Record excerpts
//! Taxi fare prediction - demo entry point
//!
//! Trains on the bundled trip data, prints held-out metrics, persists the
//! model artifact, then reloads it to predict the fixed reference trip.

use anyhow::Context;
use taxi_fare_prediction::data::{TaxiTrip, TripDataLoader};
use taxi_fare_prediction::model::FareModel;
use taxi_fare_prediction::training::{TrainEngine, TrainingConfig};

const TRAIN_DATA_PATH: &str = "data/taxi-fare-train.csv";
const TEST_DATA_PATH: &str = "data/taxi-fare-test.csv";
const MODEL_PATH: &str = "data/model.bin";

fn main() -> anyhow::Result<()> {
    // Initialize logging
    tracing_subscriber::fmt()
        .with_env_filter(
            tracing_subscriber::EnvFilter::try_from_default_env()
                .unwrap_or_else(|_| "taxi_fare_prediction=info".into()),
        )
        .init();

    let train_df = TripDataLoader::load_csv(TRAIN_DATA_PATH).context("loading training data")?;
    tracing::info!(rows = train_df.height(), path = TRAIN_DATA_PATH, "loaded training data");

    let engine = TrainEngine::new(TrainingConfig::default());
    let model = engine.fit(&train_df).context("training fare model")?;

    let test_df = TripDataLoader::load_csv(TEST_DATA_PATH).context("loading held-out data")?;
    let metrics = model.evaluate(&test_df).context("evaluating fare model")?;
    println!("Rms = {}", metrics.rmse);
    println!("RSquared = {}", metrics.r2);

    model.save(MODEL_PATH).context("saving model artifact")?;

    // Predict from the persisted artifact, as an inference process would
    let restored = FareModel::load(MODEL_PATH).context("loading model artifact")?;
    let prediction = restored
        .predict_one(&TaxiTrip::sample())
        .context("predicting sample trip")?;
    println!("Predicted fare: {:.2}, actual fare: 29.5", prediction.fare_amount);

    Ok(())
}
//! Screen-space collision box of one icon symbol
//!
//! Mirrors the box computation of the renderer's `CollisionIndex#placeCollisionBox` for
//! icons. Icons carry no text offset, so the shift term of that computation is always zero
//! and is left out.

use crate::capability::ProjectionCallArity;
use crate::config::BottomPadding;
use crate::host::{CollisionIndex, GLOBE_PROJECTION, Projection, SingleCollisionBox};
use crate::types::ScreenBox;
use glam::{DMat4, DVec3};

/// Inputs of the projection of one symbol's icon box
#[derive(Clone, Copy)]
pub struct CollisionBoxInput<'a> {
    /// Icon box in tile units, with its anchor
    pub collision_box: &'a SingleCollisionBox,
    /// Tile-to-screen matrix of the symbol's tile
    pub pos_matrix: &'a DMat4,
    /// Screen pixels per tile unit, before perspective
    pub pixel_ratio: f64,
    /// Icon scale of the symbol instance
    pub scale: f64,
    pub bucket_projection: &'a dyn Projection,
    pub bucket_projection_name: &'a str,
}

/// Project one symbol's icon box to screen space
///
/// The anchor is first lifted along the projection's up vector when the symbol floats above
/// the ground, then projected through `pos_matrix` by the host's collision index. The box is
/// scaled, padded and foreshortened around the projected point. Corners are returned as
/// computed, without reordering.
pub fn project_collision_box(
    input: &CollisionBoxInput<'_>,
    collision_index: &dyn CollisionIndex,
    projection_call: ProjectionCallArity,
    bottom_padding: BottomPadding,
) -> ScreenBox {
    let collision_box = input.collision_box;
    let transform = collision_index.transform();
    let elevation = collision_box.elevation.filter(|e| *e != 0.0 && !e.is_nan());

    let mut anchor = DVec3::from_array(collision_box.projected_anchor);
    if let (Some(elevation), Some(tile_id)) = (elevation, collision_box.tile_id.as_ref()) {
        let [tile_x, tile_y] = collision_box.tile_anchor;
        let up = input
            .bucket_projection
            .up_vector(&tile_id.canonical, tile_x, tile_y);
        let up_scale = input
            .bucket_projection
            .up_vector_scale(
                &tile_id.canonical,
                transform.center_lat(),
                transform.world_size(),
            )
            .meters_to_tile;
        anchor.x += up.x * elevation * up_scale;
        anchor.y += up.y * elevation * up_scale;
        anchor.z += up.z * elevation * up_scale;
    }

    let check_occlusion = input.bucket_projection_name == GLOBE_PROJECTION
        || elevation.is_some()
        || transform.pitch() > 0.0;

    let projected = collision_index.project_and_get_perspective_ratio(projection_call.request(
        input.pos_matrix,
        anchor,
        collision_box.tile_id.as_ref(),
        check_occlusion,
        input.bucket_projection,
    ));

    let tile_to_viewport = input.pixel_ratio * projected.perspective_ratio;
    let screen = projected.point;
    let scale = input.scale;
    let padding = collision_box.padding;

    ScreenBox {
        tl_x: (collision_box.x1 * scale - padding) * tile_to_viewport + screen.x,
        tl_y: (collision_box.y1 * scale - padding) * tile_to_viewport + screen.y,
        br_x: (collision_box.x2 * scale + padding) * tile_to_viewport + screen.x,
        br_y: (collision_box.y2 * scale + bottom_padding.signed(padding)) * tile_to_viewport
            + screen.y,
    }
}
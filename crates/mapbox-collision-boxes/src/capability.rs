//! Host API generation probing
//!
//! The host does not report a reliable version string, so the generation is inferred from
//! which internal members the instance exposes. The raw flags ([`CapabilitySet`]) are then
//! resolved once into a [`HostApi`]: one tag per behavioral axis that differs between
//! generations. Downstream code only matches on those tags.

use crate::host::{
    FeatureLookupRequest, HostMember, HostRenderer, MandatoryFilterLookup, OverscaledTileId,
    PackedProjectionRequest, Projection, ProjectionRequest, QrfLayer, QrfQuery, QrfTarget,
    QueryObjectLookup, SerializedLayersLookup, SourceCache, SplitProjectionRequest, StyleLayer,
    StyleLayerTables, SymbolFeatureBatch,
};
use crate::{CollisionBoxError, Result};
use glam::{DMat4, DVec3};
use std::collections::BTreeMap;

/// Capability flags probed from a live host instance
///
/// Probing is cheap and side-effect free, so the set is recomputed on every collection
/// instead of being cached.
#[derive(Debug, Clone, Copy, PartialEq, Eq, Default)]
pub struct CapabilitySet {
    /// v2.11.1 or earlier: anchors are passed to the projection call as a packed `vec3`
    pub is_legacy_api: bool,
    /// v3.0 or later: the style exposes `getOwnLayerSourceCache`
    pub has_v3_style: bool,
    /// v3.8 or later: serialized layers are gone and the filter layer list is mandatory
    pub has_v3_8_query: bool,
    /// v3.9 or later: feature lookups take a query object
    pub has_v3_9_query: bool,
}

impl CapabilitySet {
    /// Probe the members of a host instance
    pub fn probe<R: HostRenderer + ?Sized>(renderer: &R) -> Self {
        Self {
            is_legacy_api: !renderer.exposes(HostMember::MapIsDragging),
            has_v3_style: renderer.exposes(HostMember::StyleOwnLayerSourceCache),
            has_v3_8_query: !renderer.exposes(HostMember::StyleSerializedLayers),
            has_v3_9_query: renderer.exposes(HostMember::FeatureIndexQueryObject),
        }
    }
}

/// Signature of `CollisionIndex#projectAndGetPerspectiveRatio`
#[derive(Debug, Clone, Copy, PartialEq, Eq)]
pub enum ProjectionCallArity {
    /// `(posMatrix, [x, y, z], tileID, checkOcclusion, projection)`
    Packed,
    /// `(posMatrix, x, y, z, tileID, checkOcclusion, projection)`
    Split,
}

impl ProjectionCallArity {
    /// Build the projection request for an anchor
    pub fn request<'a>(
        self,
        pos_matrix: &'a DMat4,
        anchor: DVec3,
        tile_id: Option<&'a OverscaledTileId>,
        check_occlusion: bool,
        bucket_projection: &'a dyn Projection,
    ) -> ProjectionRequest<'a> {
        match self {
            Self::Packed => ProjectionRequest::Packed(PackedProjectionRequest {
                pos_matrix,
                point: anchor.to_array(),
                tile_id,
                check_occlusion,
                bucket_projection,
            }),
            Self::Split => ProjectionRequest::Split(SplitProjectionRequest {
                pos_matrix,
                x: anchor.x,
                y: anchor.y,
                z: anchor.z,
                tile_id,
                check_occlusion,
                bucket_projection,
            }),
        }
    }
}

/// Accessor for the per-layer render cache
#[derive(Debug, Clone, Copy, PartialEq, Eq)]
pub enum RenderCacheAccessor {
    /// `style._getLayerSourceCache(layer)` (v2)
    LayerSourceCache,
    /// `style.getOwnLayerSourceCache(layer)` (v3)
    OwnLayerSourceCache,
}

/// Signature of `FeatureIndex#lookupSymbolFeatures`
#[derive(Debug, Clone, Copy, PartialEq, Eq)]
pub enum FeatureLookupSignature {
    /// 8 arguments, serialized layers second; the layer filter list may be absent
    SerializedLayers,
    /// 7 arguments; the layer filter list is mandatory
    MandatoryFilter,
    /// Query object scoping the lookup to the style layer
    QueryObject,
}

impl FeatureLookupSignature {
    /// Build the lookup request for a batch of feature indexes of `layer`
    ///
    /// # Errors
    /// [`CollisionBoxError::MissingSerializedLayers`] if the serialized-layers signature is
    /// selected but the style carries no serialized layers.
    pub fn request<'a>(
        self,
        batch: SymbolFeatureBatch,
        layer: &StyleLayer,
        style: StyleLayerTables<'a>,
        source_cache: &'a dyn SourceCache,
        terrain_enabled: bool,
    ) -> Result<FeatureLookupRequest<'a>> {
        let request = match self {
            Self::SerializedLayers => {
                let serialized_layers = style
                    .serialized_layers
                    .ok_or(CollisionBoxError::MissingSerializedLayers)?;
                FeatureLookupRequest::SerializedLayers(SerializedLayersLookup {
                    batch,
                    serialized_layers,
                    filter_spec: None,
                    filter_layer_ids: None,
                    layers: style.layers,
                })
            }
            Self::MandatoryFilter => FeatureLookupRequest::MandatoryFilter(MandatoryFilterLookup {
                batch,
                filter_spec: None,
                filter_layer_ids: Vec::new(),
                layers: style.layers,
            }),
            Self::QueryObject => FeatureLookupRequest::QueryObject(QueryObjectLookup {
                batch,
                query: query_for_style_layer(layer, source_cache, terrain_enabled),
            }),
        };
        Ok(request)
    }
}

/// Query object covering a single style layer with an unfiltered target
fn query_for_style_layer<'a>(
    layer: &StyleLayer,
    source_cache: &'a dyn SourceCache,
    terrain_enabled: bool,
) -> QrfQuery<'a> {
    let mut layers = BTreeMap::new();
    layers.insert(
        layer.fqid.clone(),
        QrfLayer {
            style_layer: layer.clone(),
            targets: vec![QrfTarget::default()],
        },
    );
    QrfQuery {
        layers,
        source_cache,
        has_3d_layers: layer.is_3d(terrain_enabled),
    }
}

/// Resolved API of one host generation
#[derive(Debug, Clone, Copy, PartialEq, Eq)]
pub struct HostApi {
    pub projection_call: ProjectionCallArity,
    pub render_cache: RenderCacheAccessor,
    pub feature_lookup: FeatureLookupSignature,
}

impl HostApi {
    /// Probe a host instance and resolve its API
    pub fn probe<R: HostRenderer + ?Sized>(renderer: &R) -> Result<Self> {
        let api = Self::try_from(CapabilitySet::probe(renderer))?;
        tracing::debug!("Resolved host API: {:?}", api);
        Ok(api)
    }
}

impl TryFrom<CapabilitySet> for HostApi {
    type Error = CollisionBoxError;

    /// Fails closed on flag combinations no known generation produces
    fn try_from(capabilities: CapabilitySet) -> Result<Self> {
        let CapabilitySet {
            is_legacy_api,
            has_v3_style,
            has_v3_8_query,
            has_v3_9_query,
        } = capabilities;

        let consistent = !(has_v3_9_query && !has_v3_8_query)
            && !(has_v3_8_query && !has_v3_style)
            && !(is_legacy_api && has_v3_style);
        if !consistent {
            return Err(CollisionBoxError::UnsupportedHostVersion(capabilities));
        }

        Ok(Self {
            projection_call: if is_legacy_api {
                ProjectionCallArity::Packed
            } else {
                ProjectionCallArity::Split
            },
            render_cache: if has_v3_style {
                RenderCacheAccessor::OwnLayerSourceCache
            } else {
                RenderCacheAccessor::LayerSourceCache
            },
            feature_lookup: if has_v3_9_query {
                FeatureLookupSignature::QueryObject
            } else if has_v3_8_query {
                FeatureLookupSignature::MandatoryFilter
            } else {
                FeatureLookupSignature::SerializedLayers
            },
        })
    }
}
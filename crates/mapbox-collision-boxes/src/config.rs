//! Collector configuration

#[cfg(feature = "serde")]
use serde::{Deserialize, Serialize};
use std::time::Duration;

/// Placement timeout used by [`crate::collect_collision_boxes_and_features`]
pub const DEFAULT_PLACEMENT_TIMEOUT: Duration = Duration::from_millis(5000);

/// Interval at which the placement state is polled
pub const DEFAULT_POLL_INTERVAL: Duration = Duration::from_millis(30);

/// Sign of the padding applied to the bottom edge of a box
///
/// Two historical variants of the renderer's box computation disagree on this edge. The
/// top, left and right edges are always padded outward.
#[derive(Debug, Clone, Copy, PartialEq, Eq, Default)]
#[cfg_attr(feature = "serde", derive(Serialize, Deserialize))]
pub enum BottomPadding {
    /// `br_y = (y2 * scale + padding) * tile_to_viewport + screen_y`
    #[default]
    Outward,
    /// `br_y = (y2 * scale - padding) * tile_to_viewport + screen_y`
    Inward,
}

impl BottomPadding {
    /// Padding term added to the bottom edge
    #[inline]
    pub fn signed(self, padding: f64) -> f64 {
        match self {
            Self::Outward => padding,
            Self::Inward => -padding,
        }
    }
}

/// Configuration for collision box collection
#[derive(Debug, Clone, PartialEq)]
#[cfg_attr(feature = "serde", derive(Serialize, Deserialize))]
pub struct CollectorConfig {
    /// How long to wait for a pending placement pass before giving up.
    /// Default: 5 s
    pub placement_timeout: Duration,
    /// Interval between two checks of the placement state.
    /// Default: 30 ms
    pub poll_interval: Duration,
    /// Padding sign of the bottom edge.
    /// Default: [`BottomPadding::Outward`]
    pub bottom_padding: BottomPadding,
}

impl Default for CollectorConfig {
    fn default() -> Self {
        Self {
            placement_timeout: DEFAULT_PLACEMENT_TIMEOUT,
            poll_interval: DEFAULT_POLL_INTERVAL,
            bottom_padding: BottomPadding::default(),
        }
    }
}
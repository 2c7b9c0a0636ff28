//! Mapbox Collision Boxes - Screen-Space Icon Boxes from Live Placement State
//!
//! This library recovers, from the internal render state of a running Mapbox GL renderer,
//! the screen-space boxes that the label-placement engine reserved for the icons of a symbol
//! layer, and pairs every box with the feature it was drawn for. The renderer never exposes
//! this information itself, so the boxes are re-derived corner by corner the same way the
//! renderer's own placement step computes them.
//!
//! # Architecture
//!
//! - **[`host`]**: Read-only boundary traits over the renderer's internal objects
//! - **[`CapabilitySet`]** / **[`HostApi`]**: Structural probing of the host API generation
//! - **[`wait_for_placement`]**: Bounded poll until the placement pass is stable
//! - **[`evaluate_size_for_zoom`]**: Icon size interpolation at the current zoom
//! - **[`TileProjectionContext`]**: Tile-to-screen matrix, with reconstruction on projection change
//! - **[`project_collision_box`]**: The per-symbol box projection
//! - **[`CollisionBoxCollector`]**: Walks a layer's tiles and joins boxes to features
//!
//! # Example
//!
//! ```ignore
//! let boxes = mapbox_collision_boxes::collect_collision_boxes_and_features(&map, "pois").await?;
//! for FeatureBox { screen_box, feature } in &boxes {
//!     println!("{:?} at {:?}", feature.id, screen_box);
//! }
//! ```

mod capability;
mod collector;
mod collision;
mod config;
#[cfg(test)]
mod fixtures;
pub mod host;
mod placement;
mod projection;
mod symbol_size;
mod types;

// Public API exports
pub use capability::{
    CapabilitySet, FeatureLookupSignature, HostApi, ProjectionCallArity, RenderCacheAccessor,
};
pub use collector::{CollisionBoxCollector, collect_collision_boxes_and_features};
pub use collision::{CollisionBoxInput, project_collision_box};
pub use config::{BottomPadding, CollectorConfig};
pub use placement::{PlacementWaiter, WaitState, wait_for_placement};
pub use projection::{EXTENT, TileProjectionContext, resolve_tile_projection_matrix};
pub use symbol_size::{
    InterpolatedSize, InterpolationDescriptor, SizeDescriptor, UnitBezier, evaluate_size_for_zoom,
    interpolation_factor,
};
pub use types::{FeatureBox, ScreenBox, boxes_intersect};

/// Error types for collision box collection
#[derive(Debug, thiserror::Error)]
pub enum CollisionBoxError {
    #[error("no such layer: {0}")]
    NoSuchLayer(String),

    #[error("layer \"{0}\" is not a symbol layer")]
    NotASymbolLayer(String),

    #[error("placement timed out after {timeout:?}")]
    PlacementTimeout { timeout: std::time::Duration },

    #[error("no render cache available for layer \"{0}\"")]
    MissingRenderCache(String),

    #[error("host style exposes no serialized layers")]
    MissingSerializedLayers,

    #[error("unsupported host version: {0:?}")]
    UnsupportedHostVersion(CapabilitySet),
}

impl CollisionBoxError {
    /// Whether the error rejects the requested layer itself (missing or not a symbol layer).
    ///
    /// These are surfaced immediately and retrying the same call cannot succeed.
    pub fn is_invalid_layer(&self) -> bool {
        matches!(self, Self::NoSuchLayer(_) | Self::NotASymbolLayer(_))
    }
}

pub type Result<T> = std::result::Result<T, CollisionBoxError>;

Task brief
Select and copy each line from the data that includes the word "bool".

Response
    pub is_legacy_api: bool,
    pub has_v3_style: bool,
    pub has_v3_8_query: bool,
    pub has_v3_9_query: bool,
        check_occlusion: bool,
        terrain_enabled: bool,
    terrain_enabled: bool,
    pub fn is_invalid_layer(&self) -> bool {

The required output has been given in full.